After making sure I wasn't missing any WAF cookies or request headers I tried a few other methods that included:
- Java's HttpURLConection, Python's Requests (Blocked by WAF)
- Tunnel curl request through burpsuite proxy (Worked)
- Tunnel request through a simple socketserver python proxy (Blocked by WAF)
- Tunnel request through mitmproxy(Surprisingly also worked)
The results had me curious so I researched rules WAFs use to spot scraper bots and that led me to JA3 Fingerprint - A method for profiling clients based on the structure of the "Client Hello" sent by the client at the start of a TLS handshake between client and server. The structure is md5summed to create a unique 32 character id for different browser versions.

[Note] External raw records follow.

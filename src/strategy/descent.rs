//! Generic discrete/continuous candidate chooser.
//!
//! [`CoordinateDescent`] is the default strategy for any context label
//! without an explicit registration. It tunes each requested variable along
//! its own axis: all probes and scans hold the other variables at the
//! caller-supplied defaults, so an M-variable problem costs the sum of its
//! per-axis candidate counts rather than their product. The price is that
//! only per-axis optima are found, never joint ones — a deliberate tradeoff
//! for decision points with several loosely coupled knobs (chunk size,
//! thread count, schedule kind).
//!
//! # Phases
//!
//! 1. **Cold start** — with no observations at all, the caller-supplied
//!    default is returned per variable, exactly.
//! 2. **Exploration** — each `(variable, candidate)` pair is probed until it
//!    has `exploration_trials` observations, least-observed pair first.
//! 3. **Descent** — per variable, the candidate with the lowest observed
//!    cost mean wins; variables whose candidates were never observed keep
//!    their default. Every `reprobe_every`-th observation, one randomly
//!    chosen pair is probed again to track drift.

use fastrand::Rng;

use super::{SelectionRequest, Strategy};
use crate::fingerprint::{finalize, mix};
use crate::history::Assignment;
use crate::value::Value;

/// Coordinate-wise hill descent over candidate domains.
///
/// # Configuration
///
/// | Option | Default | Description |
/// |--------|---------|-------------|
/// | `exploration_trials` | 3 | Observations required per `(variable, candidate)` pair |
/// | `reprobe_every` | 20 | Re-probe one random pair every Nth observation; 0 disables |
/// | `seed` | 42 | Base seed for the deterministic re-probe choice |
pub struct CoordinateDescent {
    exploration_trials: u64,
    reprobe_every: u64,
    seed: u64,
}

impl CoordinateDescent {
    /// Creates a chooser with the default exploration budget, re-probe
    /// cadence, and seed.
    #[must_use]
    pub fn new() -> Self {
        Self {
            exploration_trials: 3,
            reprobe_every: 20,
            seed: 42,
        }
    }

    /// Observations required per `(variable, candidate)` pair before the
    /// descent phase begins.
    #[must_use]
    pub fn exploration_trials(mut self, trials: u64) -> Self {
        self.exploration_trials = trials.max(1);
        self
    }

    /// Re-probe one random `(variable, candidate)` pair every `every`-th
    /// observation. `0` disables re-probing.
    #[must_use]
    pub fn reprobe_every(mut self, every: u64) -> Self {
        self.reprobe_every = every;
        self
    }

    /// Base seed for the re-probe choice. The choice is a pure function of
    /// `(seed, observation count)`, keeping selection idempotent between
    /// observations.
    #[must_use]
    pub fn seed(mut self, seed: u64) -> Self {
        self.seed = seed;
        self
    }
}

impl Default for CoordinateDescent {
    fn default() -> Self {
        Self::new()
    }
}

impl Strategy for CoordinateDescent {
    fn select(&self, request: &SelectionRequest<'_>) -> Vec<Value> {
        let defaults = request.defaults();
        if request.outputs.is_empty() || request.history.is_empty() {
            return defaults;
        }

        let candidates: Vec<Vec<Value>> = request
            .outputs
            .iter()
            .map(|slot| slot.variable.domain().candidates())
            .collect();

        // An axis probe: the default assignment with one coordinate varied.
        let probe = |axis: usize, value: Value| -> Assignment {
            request
                .outputs
                .iter()
                .enumerate()
                .map(|(i, slot)| {
                    let v = if i == axis { value } else { defaults[i] };
                    (slot.variable.id(), v)
                })
                .collect()
        };

        // Exploration: fill every (axis, candidate) pair up to its quota,
        // least-observed pair first.
        let mut thinnest: Option<(u64, usize, Value)> = None;
        for (axis, axis_candidates) in candidates.iter().enumerate() {
            for &candidate in axis_candidates {
                let count = request
                    .entry_for(&probe(axis, candidate))
                    .map_or(0, |entry| entry.count);
                if count < self.exploration_trials
                    && thinnest.is_none_or(|(c, _, _)| count < c)
                {
                    thinnest = Some((count, axis, candidate));
                }
            }
        }
        if let Some((_, axis, candidate)) = thinnest {
            return assignment_values(&probe(axis, candidate));
        }

        // Drift re-probe: one random pair, derived deterministically from
        // the observation count so selection stays idempotent.
        if self.reprobe_every > 0 && request.total_observations % self.reprobe_every == 0 {
            let mut rng = Rng::with_seed(finalize(mix(self.seed, request.total_observations)));
            let axis = rng.usize(..candidates.len());
            if !candidates[axis].is_empty() {
                let candidate = candidates[axis][rng.usize(..candidates[axis].len())];
                trace_debug!(axis, "re-probing candidate pair");
                return assignment_values(&probe(axis, candidate));
            }
        }

        // Descent: per axis, the observed candidate with the lowest cost
        // mean; axes with no observed candidate keep their default.
        let mut chosen = defaults.clone();
        for (axis, axis_candidates) in candidates.iter().enumerate() {
            let mut best: Option<(f64, Value)> = None;
            for &candidate in axis_candidates {
                if let Some(entry) = request.entry_for(&probe(axis, candidate))
                    && entry.count > 0
                    && best.is_none_or(|(mean, _)| entry.mean < mean)
                {
                    best = Some((entry.mean, candidate));
                }
            }
            if let Some((_, value)) = best {
                chosen[axis] = value;
            }
        }
        chosen
    }
}

fn assignment_values(assignment: &[(crate::variable::VariableId, Value)]) -> Vec<Value> {
    assignment.iter().map(|(_, v)| *v).collect()
}

#[cfg(test)]
mod tests {
    use std::sync::Arc;

    use super::*;
    use crate::history::{HistoryEntry, InstanceKey};
    use crate::strategy::OutputSlot;
    use crate::value::ValueKind;
    use crate::variable::{Category, Domain, Variable, VariableId};

    fn int_slot(id: u64, values: &[i64], default: i64) -> OutputSlot {
        OutputSlot {
            variable: Arc::new(Variable {
                id: VariableId(id),
                name: format!("v{id}"),
                kind: ValueKind::Int64,
                category: Category::Ordinal,
                domain: Domain::set(values.iter().copied()),
            }),
            default: Value::Int(default),
        }
    }

    fn request<'a>(
        outputs: &'a [OutputSlot],
        history: &'a [(Assignment, HistoryEntry)],
    ) -> SelectionRequest<'a> {
        SelectionRequest {
            key: InstanceKey(0),
            outputs,
            history,
            total_observations: history.iter().map(|(_, e)| e.count).sum(),
        }
    }

    #[test]
    fn cold_start_returns_defaults_exactly() {
        let strategy = CoordinateDescent::new();
        let slots = [int_slot(0, &[1, 2, 4], 2), int_slot(1, &[8, 16], 16)];
        let values = strategy.select(&request(&slots, &[]));
        assert_eq!(values, vec![Value::Int(2), Value::Int(16)]);
    }

    #[test]
    fn exploration_probes_one_axis_at_a_time() {
        let strategy = CoordinateDescent::new().exploration_trials(1);
        let slots = [int_slot(0, &[1, 2], 1), int_slot(1, &[8, 16], 8)];
        let history = [(
            vec![(VariableId(0), Value::Int(1)), (VariableId(1), Value::Int(8))],
            HistoryEntry { count: 1, mean: 3.0 },
        )];
        let values = strategy.select(&request(&slots, &history));
        // One coordinate differs from the defaults, the other is held there.
        let off_default = [values[0] != Value::Int(1), values[1] != Value::Int(8)];
        assert_eq!(off_default.iter().filter(|&&d| d).count(), 1, "{values:?}");
    }

    #[test]
    fn descent_picks_per_axis_argmin() {
        let strategy = CoordinateDescent::new().exploration_trials(1).reprobe_every(0);
        let slots = [int_slot(0, &[1, 2], 1), int_slot(1, &[8, 16], 8)];
        let entry = |a: i64, b: i64, mean: f64| {
            (
                vec![(VariableId(0), Value::Int(a)), (VariableId(1), Value::Int(b))],
                HistoryEntry { count: 2, mean },
            )
        };
        // Axis 0 scanned at b=8 (the default); axis 1 scanned at a=1.
        let history = [
            entry(1, 8, 10.0),
            entry(2, 8, 4.0),
            entry(1, 16, 2.0),
        ];
        let values = strategy.select(&request(&slots, &history));
        assert_eq!(values, vec![Value::Int(2), Value::Int(16)]);
    }

    #[test]
    fn selection_is_pure_between_observations() {
        let strategy = CoordinateDescent::new();
        let slots = [int_slot(0, &[1, 2, 4], 1)];
        let history = [(
            vec![(VariableId(0), Value::Int(1))],
            HistoryEntry { count: 1, mean: 3.0 },
        )];
        let a = strategy.select(&request(&slots, &history));
        let b = strategy.select(&request(&slots, &history));
        assert_eq!(a, b);
    }
}
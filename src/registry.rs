//! The variable registry.
//!
//! Declarations are append-only and serialized by a write lock scoped to the
//! insert; there is no deletion operation. Lookups clone an `Arc` out of the
//! table, so strategies can hold variable definitions without keeping the
//! registry locked.

use std::sync::Arc;

use parking_lot::RwLock;

use crate::error::{Error, Result};
use crate::value::ValueKind;
use crate::variable::{Category, Domain, Variable, VariableId};

pub(crate) struct Registry {
    variables: RwLock<Vec<Arc<Variable>>>,
}

impl Registry {
    pub(crate) fn new() -> Self {
        Self {
            variables: RwLock::new(Vec::new()),
        }
    }

    /// Validates the domain against `kind` and appends the declaration.
    ///
    /// Declaring the same `(name, domain)` pair twice yields independent ids.
    pub(crate) fn declare(
        &self,
        name: &str,
        kind: ValueKind,
        category: Category,
        domain: Domain,
    ) -> Result<VariableId> {
        domain.validate(kind)?;
        let mut variables = self.variables.write();
        let id = VariableId(variables.len() as u64);
        variables.push(Arc::new(Variable {
            id,
            name: name.to_owned(),
            kind,
            category,
            domain,
        }));
        trace_debug!(name, %id, "declared variable");
        Ok(id)
    }

    pub(crate) fn get(&self, id: VariableId) -> Result<Arc<Variable>> {
        let index = usize::try_from(id.0).map_err(|_| Error::UnknownVariable { id })?;
        self.variables
            .read()
            .get(index)
            .cloned()
            .ok_or(Error::UnknownVariable { id })
    }
}
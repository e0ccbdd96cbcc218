use std::sync::Arc;

use autotuner::prelude::*;

#[test]
fn two_axis_search_finds_the_per_axis_optimum() {
    let tuner = Tuner::builder().exploration_trials(1).reprobe_every(0).build();
    let chunk = tuner
        .declare_variable(
            "chunk",
            ValueKind::Int64,
            Category::Ordinal,
            Domain::set([1i64, 2, 4]),
        )
        .unwrap();
    let threads = tuner
        .declare_variable(
            "threads",
            ValueKind::Int64,
            Category::Ordinal,
            Domain::set([8i64, 16]),
        )
        .unwrap();

    // Separable cost surface; minimum at chunk = 2, threads = 16.
    let chunk_cost = |c: i64| match c {
        1 => 5.0,
        2 => 1.0,
        _ => 9.0,
    };
    let thread_cost = |t: i64| if t == 8 { 4.0 } else { 2.0 };

    let mut picks = Vec::new();
    for _ in 0..15 {
        let ctx = tuner.begin_context("stencil");
        let values = tuner
            .request_output_values(
                ctx,
                &[OutputRequest::new(chunk, 1i64), OutputRequest::new(threads, 8i64)],
            )
            .unwrap();
        let (c, t) = (values[0].as_int().unwrap(), values[1].as_int().unwrap());
        tuner.report_cost(ctx, chunk_cost(c) + thread_cost(t)).unwrap();
        tuner.end_context(ctx).unwrap();
        picks.push((c, t));
    }

    assert!(
        picks[10..].iter().all(|&p| p == (2, 16)),
        "descent should settle on the separable optimum: {picks:?}"
    );
}

#[test]
fn continuous_ranges_are_scanned_on_the_step_grid() {
    let tuner = Tuner::builder().exploration_trials(1).reprobe_every(0).build();
    let damping = tuner
        .declare_variable(
            "damping",
            ValueKind::Float64,
            Category::Interval,
            Domain::range(0.8, 1.2, 0.1),
        )
        .unwrap();

    // Cost dips at 1.1.
    let mut picks = Vec::new();
    for _ in 0..12 {
        let ctx = tuner.begin_context("gauss-seidel");
        let d = tuner
            .request_output_values(ctx, &[OutputRequest::new(damping, 1.0)])
            .unwrap()[0]
            .as_float()
            .unwrap();
        tuner.report_cost(ctx, (d - 1.1).abs()).unwrap();
        tuner.end_context(ctx).unwrap();
        assert!((0.8..=1.2).contains(&d), "{d} escaped the declared range");
        picks.push(d);
    }

    let settled = *picks.last().unwrap();
    assert!(
        (settled - 1.1).abs() < 0.05,
        "descent should settle near the dip: {picks:?}"
    );
}

#[test]
fn discrete_domain_is_never_violated() {
    let tuner = Tuner::new();
    let tile = tuner
        .declare_variable(
            "tile",
            ValueKind::Int64,
            Category::Ordinal,
            Domain::set([2i64, 4, 8]),
        )
        .unwrap();

    // Ten thousand random observation histories; every returned value must
    // stay inside the declared set.
    let mut rng = fastrand::Rng::with_seed(0x5eed);
    for _ in 0..10_000 {
        let ctx = tuner.begin_context("fuzzed");
        let v = tuner
            .request_output_values(ctx, &[OutputRequest::new(tile, 4i64)])
            .unwrap()[0];
        assert!(
            matches!(v, Value::Int(2 | 4 | 8)),
            "value {v} escaped the declared set"
        );
        tuner.report_cost(ctx, rng.f64() * 100.0).unwrap();
        tuner.end_context(ctx).unwrap();
    }
}

#[test]
fn observations_flow_through_the_injected_store() {
    let history = Arc::new(MemoryHistory::new());
    let tuner = Tuner::builder()
        .exploration_trials(1)
        .reprobe_every(0)
        .history(Arc::clone(&history) as Arc<dyn HistoryStore>)
        .build();
    let knob = tuner
        .declare_variable("knob", ValueKind::Int64, Category::Ordinal, Domain::set([7i64]))
        .unwrap();

    for cost in [4.0, 6.0, 5.0] {
        let ctx = tuner.begin_context("mean");
        tuner
            .request_output_values(ctx, &[OutputRequest::new(knob, 7i64)])
            .unwrap();
        tuner.report_cost(ctx, cost).unwrap();
        tuner.end_context(ctx).unwrap();
    }

    let keys = history.keys();
    assert_eq!(keys.len(), 1);
    let entries = history.lookup(keys[0]).unwrap();
    assert_eq!(entries.len(), 1, "a single candidate has a single entry");
    assert_eq!(entries[0].1.count, 3);
    assert_eq!(entries[0].1.mean, 5.0, "incremental mean of [4, 6, 5]");
}

#[test]
fn fresh_stores_isolate_tuners() {
    let build = || {
        let tuner = Tuner::builder().exploration_trials(1).reprobe_every(0).build();
        let tile = tuner
            .declare_variable(
                "tile",
                ValueKind::Int64,
                Category::Ordinal,
                Domain::set([1i64, 2]),
            )
            .unwrap();
        (tuner, tile)
    };

    // Teach the first tuner that tile 2 is cheap.
    let (veteran, tile) = build();
    for _ in 0..6 {
        let ctx = veteran.begin_context("isolated");
        let t = veteran
            .request_output_values(ctx, &[OutputRequest::new(tile, 1i64)])
            .unwrap()[0]
            .as_int()
            .unwrap();
        veteran.report_cost(ctx, if t == 2 { 1.0 } else { 9.0 }).unwrap();
        veteran.end_context(ctx).unwrap();
    }

    // A fresh tuner with its own store starts cold: same label, same
    // domain, but the default comes back.
    let (rookie, tile) = build();
    let ctx = rookie.begin_context("isolated");
    let values = rookie
        .request_output_values(ctx, &[OutputRequest::new(tile, 1i64)])
        .unwrap();
    assert_eq!(values[0], Value::Int(1));
    rookie.end_context(ctx).unwrap();
}
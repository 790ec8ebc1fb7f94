//! HTTP artifact store.
//!
//! Wraps `reqwest` for the one wire-level contract this system has: a GET of
//! `<base>/<DateKey>_analysis.json` returning the analysis-document JSON
//! shape, or a 404 when no artifact exists for that day.

use std::time::Duration;

use reqwest::{Client, StatusCode, Url};

use ideaboard_core::{AnalysisDocument, DateKey};

use crate::error::LoadError;

/// Read-only client for a remote artifact store.
///
/// Use [`HttpArtifactStore::with_base_url`] to point at a mock server in
/// tests.
#[derive(Debug, Clone)]
pub struct HttpArtifactStore {
    client: Client,
    base_url: Url,
}

impl HttpArtifactStore {
    /// Creates a store rooted at `base_url`.
    ///
    /// # Errors
    ///
    /// Returns [`LoadError::Http`] if the underlying `reqwest::Client` cannot
    /// be constructed, or [`LoadError::InvalidBaseUrl`] if `base_url` is not
    /// a valid URL.
    pub fn with_base_url(base_url: &str, timeout_secs: u64) -> Result<Self, LoadError> {
        let client = Client::builder()
            .timeout(Duration::from_secs(timeout_secs))
            .connect_timeout(Duration::from_secs(10))
            .user_agent("ideaboard/0.1 (analysis-dashboard)")
            .build()?;

        // Normalise: exactly one trailing slash so join() appends the
        // artifact filename instead of replacing the last path segment.
        let normalised = format!("{}/", base_url.trim_end_matches('/'));
        let base_url = Url::parse(&normalised)
            .map_err(|_| LoadError::InvalidBaseUrl(base_url.to_string()))?;

        Ok(Self { client, base_url })
    }

    /// Fetches and parses the artifact for `key`.
    ///
    /// Repeated loads of the same key are idempotent; the store is read-only
    /// from here.
    ///
    /// # Errors
    ///
    /// - [`LoadError::NotFound`] on a 404 (expected absence).
    /// - [`LoadError::Timeout`] when the request exceeds the client timeout.
    /// - [`LoadError::Http`] on network failure or other non-2xx status.
    /// - [`LoadError::Malformed`] when the body is not an analysis document.
    pub async fn load(&self, key: DateKey) -> Result<AnalysisDocument, LoadError> {
        let url = self.artifact_url(key)?;
        let response = self
            .client
            .get(url.clone())
            .send()
            .await
            .map_err(|e| classify_reqwest(key, e))?;

        if response.status() == StatusCode::NOT_FOUND {
            tracing::debug!(%key, "no artifact for date key");
            return Err(LoadError::NotFound { key });
        }

        let response = response
            .error_for_status()
            .map_err(|e| classify_reqwest(key, e))?;
        let body = response.text().await.map_err(|e| classify_reqwest(key, e))?;

        serde_json::from_str(&body).map_err(|source| {
            tracing::error!(%key, %url, error = %source, "artifact failed to parse");
            LoadError::Malformed { key, source }
        })
    }

    fn artifact_url(&self, key: DateKey) -> Result<Url, LoadError> {
        self.base_url
            .join(&format!("{key}_analysis.json"))
            .map_err(|_| LoadError::InvalidBaseUrl(self.base_url.to_string()))
    }
}

fn classify_reqwest(key: DateKey, error: reqwest::Error) -> LoadError {
    if error.is_timeout() {
        LoadError::Timeout { key }
    } else {
        LoadError::Http(error)
    }
}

Checking the "Client Hello" packet of a curl request vs browser (Firefox) request using wireshark immediately reveals obvious differences especially in the cipher suites. Firefox sends 17 ciphers while curl sends 31 one of which includes Cipher Suite: TLS_EMPTY_RENEGOTIATION_INFO_SCSV (0x00ff) a cipher suite automatically added by OpenSSL - the cryptography library curl and python requests use. With no major browser using OpenSSL, it was an easy way for WAFs to spot non-browser requests.
While mitmproxy provided me a solution, it felt like doing too much so I used a bit of google-fu and discovered the game changing Curl-impersonate , while still in its infancy it perfectly mimics browsers (Firefox and Chrome at the moment of writing) by using nss rather than OpenSSL amongst other things.
WAFs are evolving and I expect to see more adoption of TLS Fingerprinting, staying one step ahead is important.